After The Roundup

A Conversation with Joseph Weismann, Paul and Richard Kutner, and Susan Zuccotti

Joining Joseph Weismann will be Paul and Richard Kutner, and Susan Zuccotti, for a conversation on After The Roundup, the true memoir of eleven-year-old Weismann, who was rounded up in Paris with 13,000 other Jews by the French police in July 1942 and held in appalling conditions in the Vélodrome d’Hiver. From there, Weismann and his family were transported by cattle car to the transit camp of Beaune-la-Rolande. Joseph was soon brutally separated from the rest of his family, who were sent to Auschwitz. The 1,500 children left at Beaune were told that they would be reunited with their parents in two weeks to start a new life. Joseph refused to believe this and decided to make a daring escape, crawling inch by inch under the barbed wire for five hours. How would he survive the rest of the war and reconstruct a life for himself? His problems had only just begun.
Until he was 80, Joseph Weismann kept his story to himself, giving only the slightest hints of it to his wife and three children.

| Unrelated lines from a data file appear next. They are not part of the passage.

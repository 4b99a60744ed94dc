//! services/api/src/config.rs
//!
//! Defines the application's configuration structure and loading logic.
//!
//! All configuration is loaded from environment variables at startup. The `.env`
//! file is used for local development.

use std::net::SocketAddr;
use std::time::Duration;
use tracing::Level;

/// A custom error type for configuration loading failures.
#[derive(Debug, thiserror::Error)]
pub enum ConfigError {
    #[error("Invalid value for the environment variable {0}: {1}")]
    InvalidValue(String, String),
}

/// Holds all configuration loaded from the environment at startup.
#[derive(Clone, Debug)]
pub struct Config {
    pub bind_address: SocketAddr,
    /// `None` runs against the in-memory store.
    pub database_url: Option<String>,
    pub db_max_connections: u32,
    pub log_level: Level,
    pub request_timeout: Duration,
    pub text_provider_url: String,
    pub default_translation: String,
    pub cors_origin: String,
}

impl Default for Config {
    fn default() -> Self {
        Self {
            bind_address: SocketAddr::from(([0, 0, 0, 0], 3000)),
            database_url: None,
            db_max_connections: 5,
            log_level: Level::INFO,
            request_timeout: Duration::from_secs(10),
            text_provider_url: "https://bolls.life".to_string(),
            default_translation: "ESV".to_string(),
            cors_origin: "http://localhost:5173".to_string(),
        }
    }
}

impl Config {
    /// Loads configuration from environment variables.
    ///
    /// It will look for a `.env` file in the current directory for development,
    /// but this is skipped in test environments to ensure tests are hermetic.
    pub fn from_env() -> Result<Self, ConfigError> {
        if !cfg!(test) {
            dotenvy::dotenv().ok();
        }
        Self::from_lookup(|key| std::env::var(key).ok())
    }

    /// Builds the configuration from an arbitrary variable source.
    pub fn from_lookup<F>(lookup: F) -> Result<Self, ConfigError>
    where
        F: Fn(&str) -> Option<String>,
    {
        let defaults = Self::default();

        // --- Server and Database Settings ---
        let bind_address = match lookup("BIND_ADDRESS") {
            Some(s) => s.parse::<SocketAddr>().map_err(|e| {
                ConfigError::InvalidValue("BIND_ADDRESS".to_string(), e.to_string())
            })?,
            None => defaults.bind_address,
        };

        let database_url = lookup("DATABASE_URL").filter(|s| !s.trim().is_empty());

        let db_max_connections = parse_number("DB_MAX_CONNECTIONS", &lookup)?
            .unwrap_or(defaults.db_max_connections);

        let log_level = match lookup("RUST_LOG") {
            Some(s) => s.parse::<Level>().map_err(|_| {
                ConfigError::InvalidValue(
                    "RUST_LOG".to_string(),
                    format!("'{}' is not a valid log level", s),
                )
            })?,
            None => defaults.log_level,
        };

        let request_timeout = parse_number::<u64, _>("REQUEST_TIMEOUT_SECS", &lookup)?
            .map(Duration::from_secs)
            .unwrap_or(defaults.request_timeout);

        // --- Text Provider Settings ---
        let text_provider_url = lookup("TEXT_PROVIDER_URL")
            .map(|s| s.trim_end_matches('/').to_string())
            .unwrap_or(defaults.text_provider_url);
        let default_translation =
            lookup("DEFAULT_TRANSLATION").unwrap_or(defaults.default_translation);

        let cors_origin = lookup("CORS_ORIGIN").unwrap_or(defaults.cors_origin);

        Ok(Self {
            bind_address,
            database_url,
            db_max_connections,
            log_level,
            request_timeout,
            text_provider_url,
            default_translation,
            cors_origin,
        })
    }
}

fn parse_number<T, F>(key: &str, lookup: &F) -> Result<Option<T>, ConfigError>
where
    T: std::str::FromStr,
    T::Err: std::fmt::Display,
    F: Fn(&str) -> Option<String>,
{
    lookup(key)
        .map(|s| {
            s.trim()
                .parse::<T>()
                .map_err(|e| ConfigError::InvalidValue(key.to_string(), e.to_string()))
        })
        .transpose()
}

#[cfg(test)]
mod tests {
    use super::*;
    use std::collections::HashMap;

    fn lookup_from(pairs: &[(&str, &str)]) -> impl Fn(&str) -> Option<String> {
        let map: HashMap<String, String> = pairs
            .iter()
            .map(|(k, v)| (k.to_string(), v.to_string()))
            .collect();
        move |key| map.get(key).cloned()
    }

    #[test]
    fn empty_environment_uses_defaults() {
        let config = Config::from_lookup(lookup_from(&[])).unwrap();
        assert_eq!(config.bind_address.port(), 3000);
        assert!(config.database_url.is_none());
        assert_eq!(config.log_level, Level::INFO);
        assert_eq!(config.request_timeout, Duration::from_secs(10));
        assert_eq!(config.default_translation, "ESV");
    }

    #[test]
    fn reads_overrides() {
        let config = Config::from_lookup(lookup_from(&[
            ("BIND_ADDRESS", "127.0.0.1:8080"),
            ("DATABASE_URL", "postgres://localhost/bible"),
            ("RUST_LOG", "debug"),
            ("REQUEST_TIMEOUT_SECS", "3"),
            ("TEXT_PROVIDER_URL", "http://provider.test/"),
        ]))
        .unwrap();
        assert_eq!(config.bind_address.port(), 8080);
        assert_eq!(
            config.database_url.as_deref(),
            Some("postgres://localhost/bible")
        );
        assert_eq!(config.log_level, Level::DEBUG);
        assert_eq!(config.request_timeout, Duration::from_secs(3));
        assert_eq!(config.text_provider_url, "http://provider.test");
    }

    #[test]
    fn rejects_bad_values() {
        let err = Config::from_lookup(lookup_from(&[("REQUEST_TIMEOUT_SECS", "soon")]))
            .unwrap_err();
        assert!(matches!(err, ConfigError::InvalidValue(key, _) if key == "REQUEST_TIMEOUT_SECS"));

        let err = Config::from_lookup(lookup_from(&[("RUST_LOG", "chatty")])).unwrap_err();
        assert!(matches!(err, ConfigError::InvalidValue(key, _) if key == "RUST_LOG"));
    }
}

Simone Veil, lawyer, politician, President of the European Parliament, and member of the Constitutional Council of France—herself a survivor of Auschwitz—urged him to tell his story. In the original French version of this book and in Roselyne Bosch’s 2010 film La Rafle, Joseph shares his compelling and terrifying story of the Roundup of the Vél’ d’Hiv and his escape. Now, for the first time in English, Joseph tells the rest of his dramatic story in After The Roundup.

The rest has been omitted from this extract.